_WHAT IS NEEDED_:
Return only those lines of the material that contain "SetGlobal".

_AVAILABLE DATA_:
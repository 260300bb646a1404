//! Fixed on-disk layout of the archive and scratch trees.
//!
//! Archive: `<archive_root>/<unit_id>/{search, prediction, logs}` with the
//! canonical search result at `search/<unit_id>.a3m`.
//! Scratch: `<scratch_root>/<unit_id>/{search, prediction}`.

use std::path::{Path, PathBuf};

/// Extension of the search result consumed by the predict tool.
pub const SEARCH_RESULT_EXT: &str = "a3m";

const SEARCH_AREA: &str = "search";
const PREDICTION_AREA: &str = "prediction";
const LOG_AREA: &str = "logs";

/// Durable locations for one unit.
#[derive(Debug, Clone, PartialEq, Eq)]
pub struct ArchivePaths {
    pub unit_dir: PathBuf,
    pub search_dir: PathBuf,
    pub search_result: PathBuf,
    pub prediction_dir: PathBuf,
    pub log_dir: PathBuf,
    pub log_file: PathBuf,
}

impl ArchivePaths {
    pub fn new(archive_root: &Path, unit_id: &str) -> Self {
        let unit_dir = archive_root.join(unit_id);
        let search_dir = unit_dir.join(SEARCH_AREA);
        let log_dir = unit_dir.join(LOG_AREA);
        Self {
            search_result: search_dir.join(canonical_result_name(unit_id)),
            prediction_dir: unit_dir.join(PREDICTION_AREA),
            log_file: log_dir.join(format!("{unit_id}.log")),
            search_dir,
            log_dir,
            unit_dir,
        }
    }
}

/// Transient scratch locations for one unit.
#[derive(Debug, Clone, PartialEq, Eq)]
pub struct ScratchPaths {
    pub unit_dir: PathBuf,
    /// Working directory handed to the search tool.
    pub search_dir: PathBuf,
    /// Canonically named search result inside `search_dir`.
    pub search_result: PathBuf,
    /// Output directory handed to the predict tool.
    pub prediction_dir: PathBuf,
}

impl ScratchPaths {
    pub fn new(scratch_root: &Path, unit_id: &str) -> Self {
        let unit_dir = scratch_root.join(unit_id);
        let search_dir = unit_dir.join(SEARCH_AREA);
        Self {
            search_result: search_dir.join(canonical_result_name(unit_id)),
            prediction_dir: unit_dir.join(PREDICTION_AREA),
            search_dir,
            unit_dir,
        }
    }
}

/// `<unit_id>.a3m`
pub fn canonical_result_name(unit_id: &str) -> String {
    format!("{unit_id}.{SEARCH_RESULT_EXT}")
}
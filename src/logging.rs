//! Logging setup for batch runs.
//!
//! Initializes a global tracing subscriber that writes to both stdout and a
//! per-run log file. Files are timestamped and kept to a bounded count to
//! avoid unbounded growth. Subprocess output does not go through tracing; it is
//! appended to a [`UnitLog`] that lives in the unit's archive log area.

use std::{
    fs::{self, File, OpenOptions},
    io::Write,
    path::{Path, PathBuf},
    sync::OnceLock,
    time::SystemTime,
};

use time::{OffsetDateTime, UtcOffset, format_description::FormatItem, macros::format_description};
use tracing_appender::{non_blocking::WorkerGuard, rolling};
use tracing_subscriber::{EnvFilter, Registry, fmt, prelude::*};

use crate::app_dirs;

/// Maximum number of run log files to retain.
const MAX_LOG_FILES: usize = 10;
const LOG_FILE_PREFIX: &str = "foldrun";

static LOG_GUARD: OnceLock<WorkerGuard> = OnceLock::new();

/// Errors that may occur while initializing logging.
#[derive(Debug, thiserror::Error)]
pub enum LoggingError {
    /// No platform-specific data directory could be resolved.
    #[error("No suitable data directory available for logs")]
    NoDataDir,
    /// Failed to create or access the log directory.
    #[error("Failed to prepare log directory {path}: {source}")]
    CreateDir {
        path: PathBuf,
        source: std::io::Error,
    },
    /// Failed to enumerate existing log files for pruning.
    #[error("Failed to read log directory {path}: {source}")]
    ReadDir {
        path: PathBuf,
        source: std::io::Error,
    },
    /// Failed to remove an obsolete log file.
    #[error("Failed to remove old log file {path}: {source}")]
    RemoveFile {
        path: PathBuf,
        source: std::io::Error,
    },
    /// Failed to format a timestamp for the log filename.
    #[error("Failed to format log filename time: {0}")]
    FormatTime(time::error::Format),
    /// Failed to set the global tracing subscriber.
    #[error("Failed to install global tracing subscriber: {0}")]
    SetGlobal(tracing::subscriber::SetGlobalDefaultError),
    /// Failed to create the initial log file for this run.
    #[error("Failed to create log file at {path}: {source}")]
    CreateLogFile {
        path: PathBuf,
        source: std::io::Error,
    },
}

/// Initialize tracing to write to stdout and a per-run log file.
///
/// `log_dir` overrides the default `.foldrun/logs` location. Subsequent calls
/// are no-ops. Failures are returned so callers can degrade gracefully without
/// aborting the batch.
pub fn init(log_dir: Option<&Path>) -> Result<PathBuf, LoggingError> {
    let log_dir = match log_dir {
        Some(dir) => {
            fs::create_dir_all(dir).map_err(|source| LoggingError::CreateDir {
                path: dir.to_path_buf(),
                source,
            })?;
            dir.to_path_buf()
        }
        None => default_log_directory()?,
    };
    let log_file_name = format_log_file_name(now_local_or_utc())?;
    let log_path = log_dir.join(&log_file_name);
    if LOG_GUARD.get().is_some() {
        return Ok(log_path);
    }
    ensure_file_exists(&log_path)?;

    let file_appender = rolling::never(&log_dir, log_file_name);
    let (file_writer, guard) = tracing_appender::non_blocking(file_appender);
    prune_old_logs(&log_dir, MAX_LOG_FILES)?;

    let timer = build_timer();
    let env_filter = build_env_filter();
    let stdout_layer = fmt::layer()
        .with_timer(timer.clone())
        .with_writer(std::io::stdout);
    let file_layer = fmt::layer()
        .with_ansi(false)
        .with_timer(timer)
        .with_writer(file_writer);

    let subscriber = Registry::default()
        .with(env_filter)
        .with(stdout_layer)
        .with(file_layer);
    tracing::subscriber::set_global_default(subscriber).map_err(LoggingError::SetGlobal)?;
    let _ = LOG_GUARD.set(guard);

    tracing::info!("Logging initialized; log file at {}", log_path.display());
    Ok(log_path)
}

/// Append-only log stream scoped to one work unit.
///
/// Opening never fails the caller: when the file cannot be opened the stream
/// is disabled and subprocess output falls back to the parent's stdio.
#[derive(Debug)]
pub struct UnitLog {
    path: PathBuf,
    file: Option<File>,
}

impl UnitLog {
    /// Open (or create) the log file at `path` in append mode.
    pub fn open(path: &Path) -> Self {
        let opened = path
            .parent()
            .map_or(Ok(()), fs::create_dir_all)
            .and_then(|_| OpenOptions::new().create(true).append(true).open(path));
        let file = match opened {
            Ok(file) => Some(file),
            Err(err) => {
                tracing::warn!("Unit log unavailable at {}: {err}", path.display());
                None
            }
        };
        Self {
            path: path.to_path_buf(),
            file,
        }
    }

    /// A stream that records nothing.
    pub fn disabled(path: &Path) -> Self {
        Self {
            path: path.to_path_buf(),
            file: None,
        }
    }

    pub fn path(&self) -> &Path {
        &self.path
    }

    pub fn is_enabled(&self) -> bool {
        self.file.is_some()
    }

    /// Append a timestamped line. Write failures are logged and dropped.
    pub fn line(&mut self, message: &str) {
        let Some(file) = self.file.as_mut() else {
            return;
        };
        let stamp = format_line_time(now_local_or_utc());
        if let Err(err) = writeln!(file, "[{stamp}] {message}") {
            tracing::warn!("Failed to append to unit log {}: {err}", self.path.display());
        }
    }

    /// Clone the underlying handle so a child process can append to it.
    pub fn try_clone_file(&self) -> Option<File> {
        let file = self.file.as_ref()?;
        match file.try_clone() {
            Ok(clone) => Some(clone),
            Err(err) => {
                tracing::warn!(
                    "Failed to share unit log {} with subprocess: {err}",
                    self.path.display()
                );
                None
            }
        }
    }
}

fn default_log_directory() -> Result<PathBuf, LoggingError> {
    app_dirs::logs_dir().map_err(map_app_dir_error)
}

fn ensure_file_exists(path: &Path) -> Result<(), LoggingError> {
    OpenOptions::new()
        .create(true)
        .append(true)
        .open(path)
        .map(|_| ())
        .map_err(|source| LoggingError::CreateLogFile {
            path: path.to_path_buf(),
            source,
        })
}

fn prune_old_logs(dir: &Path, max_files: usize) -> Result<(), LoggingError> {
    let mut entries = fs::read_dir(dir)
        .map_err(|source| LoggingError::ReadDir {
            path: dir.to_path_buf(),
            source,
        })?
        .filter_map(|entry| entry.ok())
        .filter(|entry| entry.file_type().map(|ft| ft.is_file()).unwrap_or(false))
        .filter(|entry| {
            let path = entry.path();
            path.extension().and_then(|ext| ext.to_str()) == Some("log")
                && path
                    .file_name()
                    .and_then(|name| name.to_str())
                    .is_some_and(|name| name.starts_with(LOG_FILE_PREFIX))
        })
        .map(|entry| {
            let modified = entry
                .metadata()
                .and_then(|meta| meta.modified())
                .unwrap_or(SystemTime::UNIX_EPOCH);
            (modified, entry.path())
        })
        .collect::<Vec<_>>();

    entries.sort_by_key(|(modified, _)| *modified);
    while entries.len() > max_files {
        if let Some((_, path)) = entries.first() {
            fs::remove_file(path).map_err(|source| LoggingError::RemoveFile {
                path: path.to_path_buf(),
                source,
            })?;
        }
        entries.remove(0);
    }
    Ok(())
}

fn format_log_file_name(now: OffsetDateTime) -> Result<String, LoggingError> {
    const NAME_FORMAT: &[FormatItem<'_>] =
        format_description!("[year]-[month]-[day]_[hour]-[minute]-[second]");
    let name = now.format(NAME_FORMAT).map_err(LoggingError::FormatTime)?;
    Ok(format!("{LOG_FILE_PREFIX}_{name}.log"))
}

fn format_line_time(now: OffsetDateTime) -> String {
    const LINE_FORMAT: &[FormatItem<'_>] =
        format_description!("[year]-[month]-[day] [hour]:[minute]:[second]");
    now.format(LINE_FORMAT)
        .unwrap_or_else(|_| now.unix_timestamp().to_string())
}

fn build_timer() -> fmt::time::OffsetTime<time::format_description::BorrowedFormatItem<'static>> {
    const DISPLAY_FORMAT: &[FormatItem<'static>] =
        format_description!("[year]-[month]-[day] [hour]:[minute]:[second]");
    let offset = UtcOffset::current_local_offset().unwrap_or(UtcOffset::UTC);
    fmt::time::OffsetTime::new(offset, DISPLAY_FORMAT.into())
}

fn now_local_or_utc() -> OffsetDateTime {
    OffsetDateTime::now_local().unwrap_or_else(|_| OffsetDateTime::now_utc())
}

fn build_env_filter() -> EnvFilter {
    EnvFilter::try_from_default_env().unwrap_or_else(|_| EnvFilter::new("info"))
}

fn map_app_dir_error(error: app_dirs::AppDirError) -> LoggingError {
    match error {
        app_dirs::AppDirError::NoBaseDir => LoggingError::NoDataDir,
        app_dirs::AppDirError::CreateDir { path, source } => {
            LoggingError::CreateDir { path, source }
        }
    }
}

_RESPONSE TO THIS TASK_:
    SetGlobal(tracing::subscriber::SetGlobalDefaultError),
    tracing::subscriber::set_global_default(subscriber).map_err(LoggingError::SetGlobal)?;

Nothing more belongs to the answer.